===== EXERCISE DATA =====

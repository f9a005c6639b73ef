//! Region-by-region save and restore. Control thread only.

use ostinato_ports::engine::SynthEngine;
use ostinato_ports::memory::{MemoryRegion, STATE_REGIONS};
use ostinato_ports::storage::{StateSink, StateSource, StorageError};
use serde::Serialize;

#[derive(thiserror::Error, Debug)]
pub enum SnapshotError {
    #[error("engine is not open")]
    EngineNotOpen,
    #[error("failed to store region {key}: {source}")]
    Store {
        key: &'static str,
        #[source]
        source: StorageError,
    },
}

#[derive(Clone, Copy, Debug, PartialEq, Eq, Serialize)]
pub enum RegionOutcome {
    Restored { bytes: usize },
    /// The stored blob was larger than the region; only the region was written.
    Truncated { stored: usize, written: usize },
    Missing,
}

#[derive(Clone, Copy, Debug, PartialEq, Eq, Serialize)]
pub struct RegionRestore {
    pub key: &'static str,
    pub outcome: RegionOutcome,
}

#[derive(Clone, Debug, Default, PartialEq, Eq, Serialize)]
pub struct RestoreReport {
    pub regions: Vec<RegionRestore>,
}

impl RestoreReport {
    pub fn truncated(&self) -> impl Iterator<Item = &RegionRestore> {
        self.regions
            .iter()
            .filter(|region| matches!(region.outcome, RegionOutcome::Truncated { .. }))
    }

    pub fn restored_count(&self) -> usize {
        self.regions
            .iter()
            .filter(|region| region.outcome != RegionOutcome::Missing)
            .count()
    }
}

pub fn save(engine: &dyn SynthEngine, sink: &mut dyn StateSink) -> Result<usize, SnapshotError> {
    save_regions(engine, &STATE_REGIONS, sink)
}

pub fn restore(
    engine: &mut dyn SynthEngine,
    source: &dyn StateSource,
) -> Result<RestoreReport, SnapshotError> {
    restore_regions(engine, &STATE_REGIONS, source)
}

/// Stops at the first sink failure; later regions are not read.
pub fn save_regions(
    engine: &dyn SynthEngine,
    regions: &[MemoryRegion],
    sink: &mut dyn StateSink,
) -> Result<usize, SnapshotError> {
    if !engine.is_open() {
        return Err(SnapshotError::EngineNotOpen);
    }

    let largest = regions.iter().map(|region| region.size as usize).max().unwrap_or(0);
    let mut scratch = vec![0u8; largest];
    for (stored, region) in regions.iter().enumerate() {
        let data = &mut scratch[..region.size as usize];
        engine.read_memory(region.address, data);
        let result = sink.store(region.key, data);
        log::debug!(
            "storing region {}: {:08x} {:08x} -> {}",
            region.key,
            region.address,
            region.size,
            if result.is_ok() { "ok" } else { "failed" }
        );
        if let Err(source) = result {
            log::error!("saving state aborted after {stored} regions");
            return Err(SnapshotError::Store {
                key: region.key,
                source,
            });
        }
    }
    Ok(regions.len())
}

pub fn restore_regions(
    engine: &mut dyn SynthEngine,
    regions: &[MemoryRegion],
    source: &dyn StateSource,
) -> Result<RestoreReport, SnapshotError> {
    if !engine.is_open() {
        return Err(SnapshotError::EngineNotOpen);
    }

    let mut report = RestoreReport {
        regions: Vec::with_capacity(regions.len()),
    };
    for region in regions {
        let outcome = match source.retrieve(region.key) {
            None => RegionOutcome::Missing,
            Some(data) => {
                let limit = region.size as usize;
                let outcome = if data.len() > limit {
                    log::warn!(
                        "retrieved data for region {} larger than expected ({} > {})",
                        region.key,
                        data.len(),
                        limit
                    );
                    RegionOutcome::Truncated {
                        stored: data.len(),
                        written: limit,
                    }
                } else {
                    RegionOutcome::Restored { bytes: data.len() }
                };
                engine.write_memory(region.address, &data[..data.len().min(limit)]);
                outcome
            }
        };
        log::debug!(
            "retrieving region {}: {:08x} {:08x} -> {:?}",
            region.key,
            region.address,
            region.size,
            outcome
        );
        report.regions.push(RegionRestore {
            key: region.key,
            outcome,
        });
    }
    Ok(report)
}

=====

Take every line from the data that includes the word "only".

FINAL ANSWER:
//! Region-by-region save and restore. Control thread only.
    /// The stored blob was larger than the region; only the region was written.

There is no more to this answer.